Today’s omnichannel environment is also making data security more difficult. In addition to in-store and online, businesses are accepting payments at farmer’s markets, festivals and food trucks, to name a few settings. EMV technology may have reduced the attack surface in one area, but the drive toward a seamless, ubiquitous omnichannel experience is moving the marketplace in the opposite direction.
It’s understandable that small retailers don’t want to be in the business of fraud prevention — it’s not their area of expertise. However, they need to know the right questions to assess the gaps in their current systems or evaluate the effectiveness of a new one before they buy it. They should ask these questions to begin assessing their fraud prevention capabilities:
- How am I handling phone payments? This is often the Achilles heel of retailer payment systems. By upgrading to EMV technology, small businesses avoid the financial liability for card present (CP) fraud, but it still doesn’t absolve them of responsibility for protecting customers’ payment information for card-not-present (CNP) transactions. Encrypted keypads for employees accepting phone payments is one way to help reduce the risk inherent in these transactions.
- Is my payment partner storing card information, or am I? A reputable payment partner will help small retailers to avoid seeing or storing customers’ card information. Using tokenization, payment companies — which are better equipped to protect this information — can reduce this risk. There’s no reason retailers need this kind of visibility into the transaction.
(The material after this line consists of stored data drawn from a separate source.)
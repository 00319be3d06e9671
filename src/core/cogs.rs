use crate::domain::model::{CogsScheduleEntry, Cohort, MonthSeries, RevenueSkuRule};
use crate::domain::ports::SkuCatalog;
use crate::utils::error::{Result, WaterfallError};
use rust_decimal::Decimal;
use std::collections::HashMap;

/// How a missing COGS link or an empty COGS schedule is treated.
#[derive(Debug, Clone, Copy, PartialEq, Eq)]
pub enum CogsResolution {
    /// Missing COGS data fails the calculation.
    Strict,
    /// Missing COGS data counts as zero cost for that SKU.
    Tolerant,
}

/// Looks up the COGS schedule linked to an already-fetched revenue rule.
///
/// Upstream failures propagate in both modes.
pub async fn resolve_cogs_schedule<C: SkuCatalog + ?Sized>(
    catalog: &C,
    rule: &RevenueSkuRule,
    mode: CogsResolution,
) -> Result<Vec<CogsScheduleEntry>> {
    let outcome = match rule.cogs_sku_id.as_deref().filter(|id| !id.is_empty()) {
        None => Err(WaterfallError::CogsLinkNotFound {
            sku_id: rule.sku_id.clone(),
        }),
        Some(cogs_sku_id) => match catalog.get_cogs_schedule(cogs_sku_id).await {
            Ok(entries) if entries.is_empty() => Err(WaterfallError::CogsScheduleNotFound {
                sku_id: rule.sku_id.clone(),
                cogs_sku_id: cogs_sku_id.to_string(),
            }),
            other => other,
        },
    };

    match (outcome, mode) {
        (Ok(entries), _) => {
            tracing::debug!(
                "Resolved {} COGS entries for revenue SKU {}",
                entries.len(),
                rule.sku_id
            );
            Ok(entries)
        }
        (
            Err(
                err @ (WaterfallError::CogsLinkNotFound { .. }
                | WaterfallError::CogsScheduleNotFound { .. }),
            ),
            CogsResolution::Tolerant,
        ) => {
            tracing::warn!("⚠️ {}; treating COGS as zero for {}", err, rule.sku_id);
            Ok(Vec::new())
        }
        (Err(err), _) => Err(err),
    }
}

/// Sums duplicate `month_number` rows into one amount per cohort age.
pub fn schedule_by_age(entries: &[CogsScheduleEntry]) -> HashMap<u32, Decimal> {
    let mut by_age = HashMap::new();
    for entry in entries {
        let amount = by_age.entry(entry.month_number).or_insert(Decimal::ZERO);
        *amount = amount.saturating_add(entry.cogs_amount);
    }
    by_age
}

/// COGS waterfall over `1..=horizon`, each cohort costed by the schedule of its `sku_id`.
pub fn accumulate_cogs(
    cohorts: &[Cohort],
    schedule: &HashMap<String, Vec<CogsScheduleEntry>>,
    horizon: u32,
) -> MonthSeries {
    let by_sku: HashMap<&str, HashMap<u32, Decimal>> = schedule
        .iter()
        .map(|(sku_id, entries)| (sku_id.as_str(), schedule_by_age(entries)))
        .collect();

    let mut totals = MonthSeries::zeros(horizon);
    for cohort in cohorts {
        if let Some(amounts) = by_sku.get(cohort.sku_id.as_str()) {
            apply_schedule(&mut totals, cohort, amounts, horizon);
        }
    }
    totals
}

/// COGS waterfall applying one schedule to every cohort.
pub fn accumulate_cogs_for_schedule(
    cohorts: &[Cohort],
    entries: &[CogsScheduleEntry],
    horizon: u32,
) -> MonthSeries {
    let amounts = schedule_by_age(entries);
    let mut totals = MonthSeries::zeros(horizon);
    for cohort in cohorts {
        apply_schedule(&mut totals, cohort, &amounts, horizon);
    }
    totals
}

fn apply_schedule(
    totals: &mut MonthSeries,
    cohort: &Cohort,
    amounts: &HashMap<u32, Decimal>,
    horizon: u32,
) {
    if amounts.is_empty() {
        return;
    }
    for month in cohort.start_month.max(1)..=horizon {
        let Some(age) = cohort.age_at(month) else {
            continue;
        };
        if let Some(amount) = amounts.get(&age) {
            totals.add(month, cohort.quantity.saturating_mul(*amount));
        }
    }
}

#[cfg(test)]
mod tests {
    use super::*;
    use crate::adapters::catalog::InMemoryCatalog;
    use rust_decimal_macros::dec;

    fn entry(month_number: u32, cogs_amount: Decimal) -> CogsScheduleEntry {
        CogsScheduleEntry {
            month_number,
            cogs_amount,
            phase: None,
        }
    }

    fn c10_schedule() -> Vec<CogsScheduleEntry> {
        vec![entry(1, dec!(500)), entry(2, dec!(300)), entry(4, dec!(200))]
    }

    fn rule(sku_id: &str, cogs_sku_id: Option<&str>) -> RevenueSkuRule {
        RevenueSkuRule {
            sku_id: sku_id.to_string(),
            sku_name: String::new(),
            description: None,
            upfront_deposit: dec!(10000),
            selection_period_months: None,
            active_revenue_start_month: 4,
            active_revenue_end_month: Some(39),
            monthly_revenue: dec!(2513),
            deposit_refund_month: None,
            cogs_sku_id: cogs_sku_id.map(str::to_string),
            created_at: None,
        }
    }

    fn as_decimals(values: &[i64]) -> Vec<Decimal> {
        values.iter().map(|&v| Decimal::from(v)).collect()
    }

    #[test]
    fn test_cogs_keyed_by_cohort_age() {
        let cohorts = vec![
            Cohort::new("R10", 1, 10),
            Cohort::new("R10", 2, 20),
            Cohort::new("R10", 3, 0),
            Cohort::new("R10", 4, 40),
        ];
        let result = accumulate_cogs_for_schedule(&cohorts, &c10_schedule(), 7);
        assert_eq!(
            result.values(),
            as_decimals(&[5000, 13000, 6000, 22000, 16000, 0, 8000])
        );
    }

    #[test]
    fn test_late_cohort_incurs_month_one_cost_at_start() {
        let cohorts = vec![Cohort::new("R10", 5, 2)];
        let result = accumulate_cogs_for_schedule(&cohorts, &c10_schedule(), 8);
        assert_eq!(result.values(), as_decimals(&[0, 0, 0, 0, 1000, 600, 0, 400]));
    }

    #[test]
    fn test_duplicate_months_sum() {
        let entries = vec![entry(1, dec!(100)), entry(1, dec!(50))];
        assert_eq!(schedule_by_age(&entries).get(&1), Some(&dec!(150)));

        let result = accumulate_cogs_for_schedule(&[Cohort::new("R10", 1, 2)], &entries, 2);
        assert_eq!(result.values(), as_decimals(&[300, 0]));
    }

    #[test]
    fn test_empty_schedule_is_all_zero() {
        let cohorts = vec![Cohort::new("R10", 1, 10), Cohort::new("R10", 3, -4)];
        let result = accumulate_cogs_for_schedule(&cohorts, &[], 6);
        assert_eq!(result.values(), as_decimals(&[0, 0, 0, 0, 0, 0]));

        let keyed = accumulate_cogs(&cohorts, &HashMap::new(), 6);
        assert_eq!(keyed.values(), as_decimals(&[0, 0, 0, 0, 0, 0]));
    }

    #[test]
    fn test_schedules_keyed_by_sku() {
        let mut schedule = HashMap::new();
        schedule.insert("R10".to_string(), c10_schedule());
        schedule.insert("R20".to_string(), vec![entry(1, dec!(1))]);

        let cohorts = vec![Cohort::new("R10", 1, 1), Cohort::new("R20", 1, 7)];
        let result = accumulate_cogs(&cohorts, &schedule, 3);
        assert_eq!(result.values(), as_decimals(&[507, 300, 0]));
    }

    #[tokio::test]
    async fn test_strict_resolution_fails_without_link() {
        let catalog = InMemoryCatalog::new();

        let result = resolve_cogs_schedule(&catalog, &rule("R10", None), CogsResolution::Strict).await;
        assert!(matches!(
            result,
            Err(WaterfallError::CogsLinkNotFound { ref sku_id }) if sku_id == "R10"
        ));
    }

    #[tokio::test]
    async fn test_strict_resolution_fails_on_empty_schedule() {
        let catalog = InMemoryCatalog::new().with_cogs_sku("C10", "Placement cost");

        let result =
            resolve_cogs_schedule(&catalog, &rule("R10", Some("C10")), CogsResolution::Strict).await;
        assert!(matches!(
            result,
            Err(WaterfallError::CogsScheduleNotFound { ref cogs_sku_id, .. }) if cogs_sku_id == "C10"
        ));
    }

    #[tokio::test]
    async fn test_tolerant_resolution_yields_empty_schedule() {
        let catalog = InMemoryCatalog::new().with_cogs_sku("C10", "Placement cost");

        for link in [None, Some(""), Some("C10")] {
            let result = resolve_cogs_schedule(&catalog, &rule("R10", link), CogsResolution::Tolerant)
                .await
                .unwrap();
            assert!(result.is_empty());
        }
    }

    #[tokio::test]
    async fn test_resolves_linked_schedule() {
        let catalog = InMemoryCatalog::new().with_cogs_schedule("C10", c10_schedule());

        let result = resolve_cogs_schedule(&catalog, &rule("R10", Some("C10")), CogsResolution::Strict)
            .await
            .unwrap();
        assert_eq!(result, c10_schedule());
    }

    #[test]
    fn test_oversized_costs_saturate() {
        let entries = vec![entry(1, Decimal::MAX), entry(1, Decimal::MAX), entry(2, dec!(2))];
        assert_eq!(schedule_by_age(&entries).get(&1), Some(&Decimal::MAX));

        let cohorts = vec![Cohort::new("R10", 1, Decimal::MAX), Cohort::new("R10", 1, 3)];
        let result = accumulate_cogs_for_schedule(&cohorts, &entries, 2);
        assert_eq!(result.values(), vec![Decimal::MAX, Decimal::MAX]);
    }
}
- Are my mag stripe transactions encrypted? Sometimes accepting a mag stripe card is unavoidable, such as when an EMV card reader is down. This card information should be encrypted. E2EE uses encryption keys to prevent third parties from accessing data while it's transferred from one device to another. As soon as the data enters the payment system device, it's encrypted and remains that way until it’s decrypted by the end user. E2EE protects sensitive data by making the data unreadable to those without a secret decryption key.
- How am I ensuring the safety of transactions in an omnichannel environment? Retailers are under pressure to provide a seamless customer experience across multiple environments, from in-store to online and in the community. A restaurant, for example, might accept payment over the phone, online, at the table, at a food truck, or under a tent at a festival. Fraudsters gravitate towards the weak link in a company’s payments environment, so each element needs to be secure and incorporate E2EE technology.
According to TSYS’ study, 45 percent of retailers rank payment security and PCI compliance as a top POS priority this year. This finding suggests retailers are taking payment security seriously. The adoption of EMV technology in 2015 was a step in the right direction, but it’s time for small retailers to take ownership of their customers’ data and find partners that can help them implement best-in-class solutions.
Marc Castrechini is vice president of product management at Global Payments, a provider of cutting-edge payments and software solutions.